Three dollar bill?? I’m sure your saying, “but that doesn’t exist.” And No, its not monopoly money, but it is money and it does exist. It was used right here in Andover.
It wasn’t until 1913 that the Federal Reserve Bank finally adopted a paper currency system with set standards that could meet changing business needs. The use of paper currency began back in 1690 bythe Massachusetts Bay Colony. After years of depreciation, inconsistency, and limitations paper currency was not highly thought of and was even forbidden in the U.S. Constitution. As time passed, Congress eventually authorized the The First and Second Banks of the United States to issue paper currency. After those banks closed, panics occured and notes issued by state-charted private banks became the most popular form of currency between 1836 until 1861.
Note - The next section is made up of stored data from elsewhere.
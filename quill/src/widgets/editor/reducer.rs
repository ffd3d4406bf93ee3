use std::path::PathBuf;
use std::time::Instant;

use std::sync::Arc;

use iced::Task;
use iced::widget::operation;
use iced::widget::text_editor::{Action, Edit};

use super::command::EditorCommand;
use super::event::EditorEffect;
use super::find::{FindMode, matched_text};
use super::model::{NEW_FILE_TEXT, UNTITLED_FILE_NAME};
use super::state::{EditorState, PendingOpen, file_name_of};

/// Runtime context passed into the editor reducer.
#[derive(Debug, Clone, Copy)]
pub(crate) struct EditorCtx {
    pub(crate) now: Instant,
}

/// Reduce an editor command into state updates and effects.
pub(crate) fn reduce(
    state: &mut EditorState,
    command: EditorCommand,
    ctx: &EditorCtx,
) -> Task<EditorEffect> {
    use EditorCommand as C;

    match command {
        C::OpenFromTree { path, name } => request_open(state, path, name),
        C::OpenFromPicker => Task::done(EditorEffect::PickFileRequested),
        C::FilePicked { path: Some(path) } => {
            let name = file_name_of(&path);
            request_open(state, path, name)
        },
        C::FilePicked { path: None } => Task::none(),
        C::FileLoaded { path, content } => {
            reduce_file_loaded(state, path, content, ctx)
        },
        C::FileLoadFailed { path, error } => {
            if state.take_pending_open(&path).is_none() {
                log::debug!("editor ignored stale read failure");
                return Task::none();
            }
            state.set_status(format!("Error opening file: {error}"), ctx.now);
            Task::none()
        },
        C::Save => reduce_save(state),
        C::SaveLocationChosen { path } => {
            reduce_save_location_chosen(state, path, ctx)
        },
        C::WriteCompleted { path, revision } => {
            state.complete_save(&path, revision, ctx.now);
            state.set_status("File saved successfully", ctx.now);
            Task::done(EditorEffect::FileSizeRequested { path })
        },
        C::WriteFailed { path, error } => {
            log::warn!("editor failed to write {}: {error}", path.display());
            state.set_save_in_flight(false);
            state.set_status(format!("Error saving file: {error}"), ctx.now);
            Task::none()
        },
        C::Action(action) => reduce_action(state, action, ctx),
        C::ToggleAutosave => {
            let message = if state.toggle_autosave() {
                "Auto-save enabled"
            } else {
                "Auto-save disabled"
            };
            state.set_status(message, ctx.now);
            Task::none()
        },
        C::NewFile => {
            if state.text().is_empty() {
                reset_to_new_file(state, ctx);
                Task::none()
            } else {
                Task::done(EditorEffect::ConfirmDiscardRequested)
            }
        },
        C::NewFileConfirmed { confirmed } => {
            if confirmed {
                reset_to_new_file(state, ctx);
            }
            Task::none()
        },
        C::Restore { content } => {
            state.restore_text(&content);
            state.set_status("Recovered previous session", ctx.now);
            Task::none()
        },
        C::Tick => {
            let _ = state.expire_status(ctx.now);
            Task::none()
        },
        C::FileSizeResolved { path, size } => {
            state.set_file_size(&path, size);
            Task::none()
        },
        C::OpenFind { mode } => {
            state.find_mut().open(mode);
            operation::focus(state.find().input_id().clone())
        },
        C::CloseFind => {
            state.find_mut().close();
            Task::none()
        },
        C::SetFindQuery { query } => {
            state.find_mut().set_query(query);
            Task::none()
        },
        C::SetReplacement { replacement } => {
            state.find_mut().set_replacement(replacement);
            Task::none()
        },
        C::FindNext => {
            find_next(state, ctx);
            Task::none()
        },
        C::ReplaceCurrent => reduce_replace_current(state, ctx),
    }
}

fn request_open(
    state: &mut EditorState,
    path: PathBuf,
    name: String,
) -> Task<EditorEffect> {
    state.set_pending_open(Some(PendingOpen {
        path: path.clone(),
        name,
    }));
    Task::done(EditorEffect::ReadFileRequested { path })
}

fn reduce_file_loaded(
    state: &mut EditorState,
    path: PathBuf,
    content: String,
    ctx: &EditorCtx,
) -> Task<EditorEffect> {
    let Some(pending) = state.take_pending_open(&path) else {
        log::debug!("editor ignored stale read of {}", path.display());
        return Task::none();
    };

    state.set_status(format!("Opened {}", pending.name), ctx.now);
    state.load(&content, pending.name, Some(path.clone()));

    Task::batch([
        Task::done(EditorEffect::FileOpened { path: path.clone() }),
        Task::done(EditorEffect::FileSizeRequested { path }),
    ])
}

fn reduce_save(state: &mut EditorState) -> Task<EditorEffect> {
    if state.save_in_flight() {
        log::debug!("editor save skipped, another save is in flight");
        return Task::none();
    }

    state.set_save_in_flight(true);
    match state.session().file_path.clone() {
        Some(path) => write_request(state, path),
        None => {
            let suggested_name = state
                .session()
                .file_name
                .clone()
                .unwrap_or_else(|| String::from(UNTITLED_FILE_NAME));
            Task::done(EditorEffect::PickSaveLocationRequested {
                suggested_name,
            })
        },
    }
}

fn reduce_save_location_chosen(
    state: &mut EditorState,
    path: Option<PathBuf>,
    ctx: &EditorCtx,
) -> Task<EditorEffect> {
    let Some(path) = path else {
        state.set_save_in_flight(false);
        return Task::none();
    };

    state.adopt_path(path.clone());
    state.set_status(format!("Saving {}", file_name_of(&path)), ctx.now);
    write_request(state, path)
}

fn reduce_action(
    state: &mut EditorState,
    action: Action,
    ctx: &EditorCtx,
) -> Task<EditorEffect> {
    let is_edit = action.is_edit();
    state.perform(action);

    if !is_edit {
        return Task::none();
    }

    state.mark_edited();
    autosave_if_due(state, ctx)
}

fn autosave_if_due(
    state: &mut EditorState,
    ctx: &EditorCtx,
) -> Task<EditorEffect> {
    if !state.autosave_due(ctx.now) {
        return Task::none();
    }

    match state.session().file_path.clone() {
        Some(path) => {
            log::debug!("editor autosaving {}", path.display());
            state.set_save_in_flight(true);
            write_request(state, path)
        },
        None => Task::none(),
    }
}

fn find_next(state: &mut EditorState, ctx: &EditorCtx) {
    if state.find().query().is_empty() {
        return;
    }

    let text = state.text();
    match state.find_mut().advance(&text) {
        Some(found) => state.select_match(found),
        None => {
            let message =
                format!("No matches for \"{}\"", state.find().query());
            state.set_status(message, ctx.now);
        },
    }
}

/// The selected hit is replaced only while the selection still holds the
/// text that was matched; otherwise this acts as find-next.
fn reduce_replace_current(
    state: &mut EditorState,
    ctx: &EditorCtx,
) -> Task<EditorEffect> {
    if state.find().mode() != Some(FindMode::Replace) {
        return Task::none();
    }

    let text = state.text();
    let selection = state.selection();
    let current = state.find().current().filter(|found| {
        selection.as_deref() == Some(matched_text(&text, *found).as_str())
    });
    let Some(found) = current else {
        find_next(state, ctx);
        return Task::none();
    };

    let replacement = state.find().replacement().to_string();
    let inserted = replacement.chars().count();
    let edit = if replacement.is_empty() {
        Edit::Delete
    } else {
        Edit::Paste(Arc::new(replacement))
    };
    state.perform(Action::Edit(edit));
    state.mark_edited();
    state.find_mut().resume_after(found.start, inserted);
    find_next(state, ctx);

    autosave_if_due(state, ctx)
}

fn write_request(state: &EditorState, path: PathBuf) -> Task<EditorEffect> {
    Task::done(EditorEffect::WriteFileRequested {
        path,
        content: state.text(),
        revision: state.revision(),
    })
}

fn reset_to_new_file(state: &mut EditorState, ctx: &EditorCtx) {
    state.set_pending_open(None);
    state.load(NEW_FILE_TEXT, String::from(UNTITLED_FILE_NAME), None);
    state.set_status("New file created", ctx.now);
}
Notes issued by thousands of different banks varied in size, color, and appearance.
The Andover Bank was estabalished in 1826 and produced its own bank notes. The Andover Historical Society’s collection houses many of these interesting forms of paper currency and they are worth taking a look at.
The Andover at Work program is a great opportunity for children to learn about the unique stories that took place right here in Andover. We will start the school program on April 27th and run until June 9th. Any individuals interested in shadowing or becoming a guide, please contact Debbie DeSmet at email@example.com or call 978-475-2236.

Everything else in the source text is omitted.